Abstract Objectives Laboratories are required to routinely verify reported reference intervals (RIs), but common verification methods like the CLSI-EP28-A3c binomial test are often impractical due to sample collection requirements. Indirect verification methods like equivalence limits (ELs) use routine data from patient care but lack systematic evaluation. This study aimed to develop and evaluate a novel indirect verification method: verification of reference intervals based on the uncertainty of sampling (VeRUS). Methods VeRUS compares the to-be-verified candidate RI to an RI estimated from local routine data. Acceptable differences are based on the sampling uncertainty intrinsic to the nonparametric method for establishing RIs with n=120 samples. The three verification methods were systematically compared with simulated test sets resembling 10 differently distributed biomarkers and a wide range of plausible candidate RIs. Results The binomial test is inherently unable to reject too wide RIs; e.g. the 99.8 %-interval, for which ELs and VeRUS showed high rejection rates (mean 89.2 %, SD 31.5 % and mean 95.8 %, SD 2.3 %, respectively). Moreover, the binomial test incorrectly accepts 29.3 % of “too narrow” 80%-intervals, whereas the false acceptance rates of ELs and VeRUS were lower (mean 21.7 %, SD 40.9 % and mean 7.2 %, SD 4.7 %, respectively).

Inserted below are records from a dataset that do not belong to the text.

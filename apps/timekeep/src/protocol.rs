use serde::{Deserialize, Serialize};

use crate::storage::{ActiveTimer, CompletedTimer, TimerId};

/// Messages sent from a browser client to the server
#[derive(Debug, Clone, PartialEq, Eq, Serialize, Deserialize)]
#[serde(tag = "type")]
pub enum ClientMessage {
    /// Start a new timer
    #[serde(rename = "createTimer")]
    CreateTimer {
        #[serde(default)]
        description: Option<String>,
    },
    /// Stop an active timer, turning it into a completed one
    #[serde(rename = "addOldTimer")]
    StopTimer { id: TimerId },
}

impl ClientMessage {
    /// Parse a text frame. Anything that is not one of the known shapes is an error.
    pub fn decode(text: &str) -> Result<Self, serde_json::Error> {
        serde_json::from_str(text)
    }

    pub fn kind(&self) -> &'static str {
        match self {
            ClientMessage::CreateTimer { .. } => "create_timer",
            ClientMessage::StopTimer { .. } => "stop_timer",
        }
    }
}

/// Messages sent from the server to a browser client
#[derive(Debug, Clone, PartialEq, Eq, Serialize, Deserialize)]
#[serde(tag = "type", rename_all = "snake_case")]
pub enum ServerMessage {
    /// Full snapshot: on connect and after every create/stop
    AllTimers {
        #[serde(rename = "activeTimers")]
        active_timers: Vec<ActiveTimer>,
        #[serde(rename = "oldTimers")]
        old_timers: Vec<CompletedTimer>,
    },
    /// Heartbeat refresh of running timers only
    ActiveTimers {
        #[serde(rename = "activeTimers")]
        active_timers: Vec<ActiveTimer>,
    },
    /// Acknowledges a `createTimer` from this connection
    #[serde(rename = "add_new_timers")]
    TimerCreated {
        #[serde(rename = "timerId")]
        timer_id: TimerId,
        description: String,
    },
    /// Acknowledges an `addOldTimer` from this connection
    #[serde(rename = "add_old_timers")]
    TimerStopped {
        #[serde(rename = "timerId")]
        timer_id: TimerId,
    },
}

impl ServerMessage {
    pub fn kind(&self) -> &'static str {
        match self {
            ServerMessage::AllTimers { .. } => "all_timers",
            ServerMessage::ActiveTimers { .. } => "active_timers",
            ServerMessage::TimerCreated { .. } => "add_new_timers",
            ServerMessage::TimerStopped { .. } => "add_old_timers",
        }
    }
}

Overall, both indirect verification methods demonstrated increased statistical power, while ELs were least consistent among different biomarker distributions. Conclusions Its robust performance without the need for sample collection makes VeRUS an attractive tool for RI verification. By enabling routine verification of previously practically unverifiable RIs (e.g., in pediatrics), VeRUS may enhance clinical decision-making and improve patient care.